No se consideraba un intelectual, un término que, incluso, se negaba a definir por considerarlo estúpido. Era más bien un hombre echado a la broma y a la ironía constante. Que siempre gustaba de beber (¡whisky, por favor!) y tener un cigarro a la mano. Nunca una pose snob. Nunca presumir ni atropellar a nadie con su infinita sabiduría. La razón, con él, siempre hablaba en voz baja. Un esquivo de la popularidad (nada de ir a los canales de TV, peor sabiendo que, en su mayoría, pertenecen al inefable Berlusconi). Eco quería concentrarse en la lectura y en sus trabajos académicos. “Si un intelectual es alguien que no trabaja con las manos, sino con la cabeza, entonces un empleado de banca es un intelectual; si es alguien que piensa de modo creativo, entonces un campesino que piensa un nuevo modo de revolucionar el cultivo también puede ser un intelectual. Entonces, hoy, intelectual es alguien que trabaja poco, o que no trabaja [ríe]” (ABC, 2015).
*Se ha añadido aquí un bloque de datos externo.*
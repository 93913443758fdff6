//! # OCPP Smart Charging
//!
//! OCPP 2.0.1 smart charging core for a charging station: validates and
//! stores charging profiles and resolves them into composite schedules.
//!
//! ## Architecture
//!
//! - **domain**: Charging profile entities, validation vocabulary and ports
//! - **application**: Validator, profile store, composite schedule calculator
//! - **infrastructure**: Profile persistence, device model, transaction context
//! - **interfaces**: OCPP 2.0.1 message handlers
//! - **support**: Errors, tracing setup and time helpers

pub mod application;
pub mod config;
pub mod domain;
pub mod infrastructure;
pub mod interfaces;
pub mod support;

pub use config::{default_config_path, AppConfig};

pub use application::{GetCompositeScheduleOutcome, SmartChargingService};
pub use interfaces::SmartChargingHandlerV201;
pub use support::errors::{ConfigError, StorageError, StorageResult};
pub use support::telemetry::init_tracing;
Su lucidez mordaz era innegable. La demostró cuando en una ceremonia en la Universidad de Torino, en 2015, refregó que el Internet es una multitud de imbéciles. “Ahora, en un mundo con más de siete mil millones de personas, ¿no estaría usted de acuerdo en que hay muchos imbéciles? No estoy hablando de manera ofensiva sobre el carácter de las personas. El sujeto puede ser un excelente empleado o padre de familia, pero es un completo imbécil en muchos asuntos. Con el Internet y las redes sociales, el imbécil pasa a opinar sobre temas que no entiende. El Internet es como Funes, el memorioso, el personaje de Jorge Luis Borges: recuerda todo y nada se le borra. Es necesario filtrar, distinguir. Siempre digo que la primera disciplina que debe darse en las escuelas debería ser sobre cómo usar el Internet, cómo analizar informaciones. El problema es que ni los mismos maestros están preparados para esto. Fue en este sentido que defendí recientemente la tesis de que los periódicos, en lugar de repetir lo que circula en la red, deberían dedicar espacios para el análisis de las informaciones que circulan, mostrando a los lectores lo que es serio y lo que es un fraude”. (Veja, 2015).
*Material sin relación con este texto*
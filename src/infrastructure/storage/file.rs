//! JSON file profile persistence
//!
//! The whole record set is rewritten on every mutation using an atomic
//! temp file + rename, so a crash never leaves a half-written file behind.

use std::collections::BTreeMap;
use std::fs;
use std::path::{Path, PathBuf};

use parking_lot::Mutex;
use tracing::{debug, info};

use crate::domain::charging_profile::{
    ChargingLimitSource, ChargingProfile, ClearChargingProfileCriteria, ProfilePersistence,
    ReportedChargingProfile,
};
use crate::support::errors::{StorageError, StorageResult};

pub struct FileProfilePersistence {
    path: PathBuf,
    records: Mutex<BTreeMap<i32, ReportedChargingProfile>>,
}

impl FileProfilePersistence {
    /// Open the store at `path`. A missing file is an empty store.
    pub fn open(path: impl Into<PathBuf>) -> StorageResult<Self> {
        let path = path.into();
        let records = read_records(&path)?;
        info!(path = %path.display(), profiles = records.len(), "Opened profile store file");
        Ok(Self {
            path,
            records: Mutex::new(records),
        })
    }

    pub fn path(&self) -> &Path {
        &self.path
    }

    /// Apply `mutate` to a copy of the records, write it out and only then
    /// make it current. Returns whatever `mutate` returned.
    fn commit<T>(
        &self,
        mutate: impl FnOnce(&mut BTreeMap<i32, ReportedChargingProfile>) -> T,
    ) -> StorageResult<T> {
        let mut records = self.records.lock();
        let mut next = records.clone();
        let outcome = mutate(&mut next);
        write_records(&self.path, &next)?;
        *records = next;
        Ok(outcome)
    }
}

impl ProfilePersistence for FileProfilePersistence {
    fn upsert(
        &self,
        evse_id: i32,
        profile: &ChargingProfile,
        source: ChargingLimitSource,
    ) -> StorageResult<()> {
        self.commit(|records| {
            records.insert(
                profile.id,
                ReportedChargingProfile {
                    evse_id,
                    profile: profile.clone(),
                    source,
                },
            );
        })
    }

    fn delete(&self, profile_id: i32) -> StorageResult<bool> {
        if !self.records.lock().contains_key(&profile_id) {
            return Ok(false);
        }
        self.commit(|records| records.remove(&profile_id).is_some())
    }

    fn delete_by(&self, criteria: &ClearChargingProfileCriteria) -> StorageResult<usize> {
        self.commit(|records| {
            let before = records.len();
            records.retain(|_, record| !criteria.matches(record.evse_id, &record.profile));
            before - records.len()
        })
    }

    fn delete_by_transaction(&self, transaction_id: &str) -> StorageResult<usize> {
        self.commit(|records| {
            let before = records.len();
            records.retain(|_, record| {
                record.profile.transaction_id.as_deref() != Some(transaction_id)
            });
            before - records.len()
        })
    }

    fn load_all(&self) -> StorageResult<Vec<ReportedChargingProfile>> {
        Ok(self.records.lock().values().cloned().collect())
    }
}

fn read_records(path: &Path) -> StorageResult<BTreeMap<i32, ReportedChargingProfile>> {
    if !path.exists() {
        debug!(path = %path.display(), "Profile store file not found, starting empty");
        return Ok(BTreeMap::new());
    }

    let contents = fs::read_to_string(path)?;
    let list: Vec<ReportedChargingProfile> = serde_json::from_str(&contents)?;

    let mut records = BTreeMap::new();
    for record in list {
        let id = record.profile.id;
        if records.insert(id, record).is_some() {
            return Err(StorageError::Corrupted(format!(
                "{} contains profile id {} more than once",
                path.display(),
                id
            )));
        }
    }
    Ok(records)
}

fn write_records(
    path: &Path,
    records: &BTreeMap<i32, ReportedChargingProfile>,
) -> StorageResult<()> {
    if let Some(parent) = path.parent() {
        if !parent.as_os_str().is_empty() && !parent.exists() {
            fs::create_dir_all(parent)?;
        }
    }

    let list: Vec<&ReportedChargingProfile> = records.values().collect();
    let json = serde_json::to_string_pretty(&list)?;

    let temp_path = path.with_extension("tmp");
    fs::write(&temp_path, json)?;
    fs::rename(&temp_path, path)?;

    debug!(path = %path.display(), profiles = records.len(), "Profile store file written");
    Ok(())
}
Eco, genio e inquisidor. Il professore. “¿Cómo no caer de rodillas ante el altar de la certeza?”, repetía él. Porque nos enseñó a dudar. “El diablo no es el príncipe de la materia, el diablo es la arrogancia del espíritu, la fe sin sonrisa, la verdad jamás tocada por la duda”. Donde quiera que esté, seguirá dudando. ¡Cuánta razón tenía! Y, seguramente, cuando vuelva sus ojos a este mundo, todavía, no podrá descansar en paz.
El hijo de Alessandria
Nació en la ciudad de Alessandria, de la región de Piamonte, al noroccidente de Italia, en 1932. Fue educado por los salesianos. En 1954 se doctoró en Filosofía y Letras en la Universidad de Turín, donde también fue catedrático. También fue profesor en las universidades de Florencia, Milán y Bolonia. Obtuvo su mayor éxito literario con la novela El nombre de la rosa, ambientada en la Edad Media, traducida a 43 idiomas y llevada al cine. Se vendieron más de 30 millones de ejemplares. En 2000 le fue concedido el Premio Príncipe de Asturias de Comunicación y Humanidades. Fue también caballero de la Gran Cruz de la Orden del Mérito de la República Italiana y caballero de la Legión de Honor Francesa. Ha recibido doctorados honoris causa de 38 universidades.
Otras obras importantes suyas son El péndulo de Foucault, La isla del día de antes, Baudoli- no, La misteriosa Llama de la Reina Loana, El cementerio de Praga y la más reciente Número Cero (2015).